I suppose it’s fair to say that I fancied Amelia from the moment I moved into the house. Perhaps it was even one of the deciding factors when I chose the house. But it was one of those unconscious kind of attractions. I didn’t look at her and think, god I want to get into your knickers! I just instantly wanted to be around her. It was a big house share. Six of us. Two couples, two singles. We never really saw the couples. They hid out in their rooms being serious and grown up. Sometimes I’d pass them on the landing or end up queuing behind one of them to get in the bathroom but mostly they kept to themselves.

I didn’t have a lot of friends in London. I’d moved from Manchester for work and I was struggling to settle in to a team of people who had been working together for years and weren’t too keen on the new Northerner. Amelia claimed to be the only one of her friends who was single. And so we became close quickly. We spent nights sitting on the couch taking turns watching each other’s favourite films. Tarantino for me. Lurhman for her. We talked about everything. She told me about her ex-boyfriends, her job, her dream that one day she would run away from rainy England and live on an island miles from civilisation. I didn’t have any exes so I told her about my three brothers and growing up in Manchester and my boring Engineering job.

It didn’t take long before we started to focus what I suppose would have been our “romantic” energy, if we’d have had partners, on each other. I would come home from work and find that she had cooked dinner for me. I took her to my black tie company Christmas party. We went to the cinema together and planned nights in. Although our relationship had never crossed a physical boundary, I suppose I thought of her as mine.

I didn’t realise it though until the night we went to that bar. We didn’t go out much but there was this one night where she came in from work all excitable and said that it was “just one of those days” and she wanted to drink and dance. She disappeared into the bathroom for hours, blaring Girls Aloud and then emerged like I had never seen her before. Her ponytail had been released into a cascade of blonde waves around her face and she was wearing a low-cut dress, showing a milky white expanse of cleavage I had never realised existed. She pulled me giggling to the bar. We had shots. We danced. We exchanged innuendo. I returned from the bathroom to find her being chatted up by an oaf of a rugby player. I felt jealousy flash through me like a fiery hand and squeeze my heart. Maybe I had never been jealous because there had never been a situation where I had faced the prospect of not having her undivided attention. The rugby player eventually wandered off and at 2 in the morning I bundled Amelia into a cab and felt needed while she rested her head sleepily on my shoulder.
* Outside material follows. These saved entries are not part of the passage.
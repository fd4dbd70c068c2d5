//! The job executor: owns the job lifecycle from submission to a final
//! state. It fuses new graphs against succeeded jobs over the same
//! resource key, admits work against free virtual units (sequencing the
//! graph when the full parallel shape does not fit), compiles admitted
//! graphs into state machines on the external engine, and converges
//! cancellations.

use crate::compiler::fusion;
use crate::compiler::sequencing;
use crate::compiler::transform::{CompileError, GraphTransformer};
use crate::config::Config;
use crate::protocol::{ProtocolError, StatusSync, StepRegistry};
use crate::runtime::engine::{EngineError, ExecutionEngine};
use crate::runtime::resources::{ResourceError, ResourceRegistry};
use crate::runtime::store::{JobFilter, JobStore, StoreError};
use async_trait::async_trait;
use chrono::Utc;
use jobflow_model::{
    aggregate_loads, now_millis, Action, Job, JobError, LoadMap, State, StatusError, Step,
    StepGraph,
};
use std::sync::Arc;
use std::time::Duration;
use thiserror::Error;
use tokio::sync::{mpsc, Mutex, RwLock};

/// Error type for executor operations
#[derive(Error, Debug)]
pub enum ExecutorError {
    #[error("Job {0} cannot be resumed in its current state")]
    NotResumable(String),

    #[error("Job {0} is still active and cannot be deleted")]
    StillActive(String),

    #[error("Handler rejected step {step_id}: {message}")]
    HandlerRejection { step_id: String, message: String },

    #[error("Job error: {0}")]
    Job(#[from] JobError),

    #[error("Store error: {0}")]
    Store(#[from] StoreError),

    #[error("Engine error: {0}")]
    Engine(#[from] EngineError),

    #[error("Compile error: {0}")]
    Compile(#[from] CompileError),

    #[error("Status error: {0}")]
    Status(#[from] StatusError),

    #[error("Resource error: {0}")]
    Resource(#[from] ResourceError),

    #[error("Protocol error: {0}")]
    Protocol(#[from] ProtocolError),

    #[error("Other executor error: {0}")]
    Other(String),
}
I don’t know why I didn’t make a move on her. I guess I was crippled by fear, it was less fear or rejection than the fear of the consequences of falling in love with my housemate. I knew these kind of incestuous involvements ended badly. Everyone said it. It was the cardinal rule of house shares. But I started to think of her more and more. Differently from how I had thought about her before. Every time she playfully took my hand or curled up against me on the couch, my heart beat faster and my breath caught in my throat.

About a month after we had been to the bar, we were sitting at the table in the kitchen eating cereal. It was a Saturday and the sun was out. We had nothing to do.
“James, I’m bored,” said Amelia.
“We could go to the cinema,” I said, stirring my cereal.
“I’m bored with the cinema!”
“What do you want to do then?”
“I know,” she said jumping up from her stool. “Let’s go on a road trip!”
“A road trip? In your car. We don’t get further than Hertfordshire before it blows up!”
“Oh, Jamie,” she said, coming up behind me and throwing her arms around my neck. I couldn’t resist inhaling deeply as her hair fell in my face. “We don’t have to go far. We could drive to Hampton Court and have a picnic!”
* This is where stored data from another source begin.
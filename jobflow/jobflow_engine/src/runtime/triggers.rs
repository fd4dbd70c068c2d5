use async_trait::async_trait;
use serde_json::Value;
use std::collections::HashMap;
use std::time::Duration;
use thiserror::Error;
use tokio::sync::RwLock;

/// Error type for trigger registration
#[derive(Error, Debug)]
pub enum TriggerError {
    #[error("Other trigger error: {0}")]
    Other(String),
}

/// Registrar for recurring triggers. Asynchronous steps register a
/// state-check trigger here; its payload is delivered back into the step
/// runtime every period until the trigger is unregistered.
#[async_trait]
pub trait TriggerRegistrar: Send + Sync + 'static {
    /// Register (or replace) a recurring trigger under the given key
    async fn register(&self, key: &str, payload: Value, period: Duration)
        -> Result<(), TriggerError>;

    /// Remove a trigger. Removing an unknown key is not an error.
    async fn unregister(&self, key: &str) -> Result<(), TriggerError>;
}

/// In-memory registrar recording registrations without firing them.
/// Deployments wire a real scheduler here; tests inspect and replay the
/// recorded payloads.
#[derive(Default)]
pub struct MemoryTriggerRegistrar {
    triggers: RwLock<HashMap<String, (Value, Duration)>>,
}

impl MemoryTriggerRegistrar {
    pub fn new() -> Self {
        MemoryTriggerRegistrar::default()
    }

    /// The payload currently registered under a key
    pub async fn registered_payload(&self, key: &str) -> Option<Value> {
        let triggers = self.triggers.read().await;
        triggers.get(key).map(|(payload, _)| payload.clone())
    }

    pub async fn registered_count(&self) -> usize {
        self.triggers.read().await.len()
    }
}

#[async_trait]
impl TriggerRegistrar for MemoryTriggerRegistrar {
    async fn register(
        &self,
        key: &str,
        payload: Value,
        period: Duration,
    ) -> Result<(), TriggerError> {
        let mut triggers = self.triggers.write().await;
        triggers.insert(key.to_string(), (payload, period));
        Ok(())
    }

    async fn unregister(&self, key: &str) -> Result<(), TriggerError> {
        let mut triggers = self.triggers.write().await;
        triggers.remove(key);
        Ok(())
    }
}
Of course we went. I would have done anything she asked me. Of course her car broke down, somewhere in the middle of nowhere in a field. People think London is one giant grid city but it only takes twenty minutes and you’re in the countryside. Amelia rung roadside assistance. And so we waited. Just like after the bar, she rested her head on my shoulder.
“I’d rather be stuck here with you than anyone else, Jamie,” she said.
I knew it was the perfect moment and as she looked up at me, I leaned forward and pressed my lips against hers.

She shoved me violently. “What the fuck?”
There was nothing I could think. “I thought you… I thought I… I thought we…”
“I thought you were gay!”
“Gay? Why on earth would you think I was gay!”
“Well you’ve never mentioned a single girl that you’ve been with and you’re a bit…”
“A bit what, Amelia?”
“Effeminate!”
“I never mentioned any blokes either,” I said. “You were wrong about me.”
Amelia turned her car key absent-mindedly and by some miracle the engine turned over.
“I guess we’d better go home,” she said.
“I guess so,” I said.

2 Responses to “You were wrong about me”

  1. I don’t feel negatively towards either of them? It’s just one of those things – awkward and unfortunate things – but no one shows any malice :-)

  2. [...] interestingly, Dom has decided to do a nineteenth century rewrite of this week’s flash You Were Wrong About Me. I absolutely ADORE his version, which is called Your Analysis Of My Character Was Inescapably [...]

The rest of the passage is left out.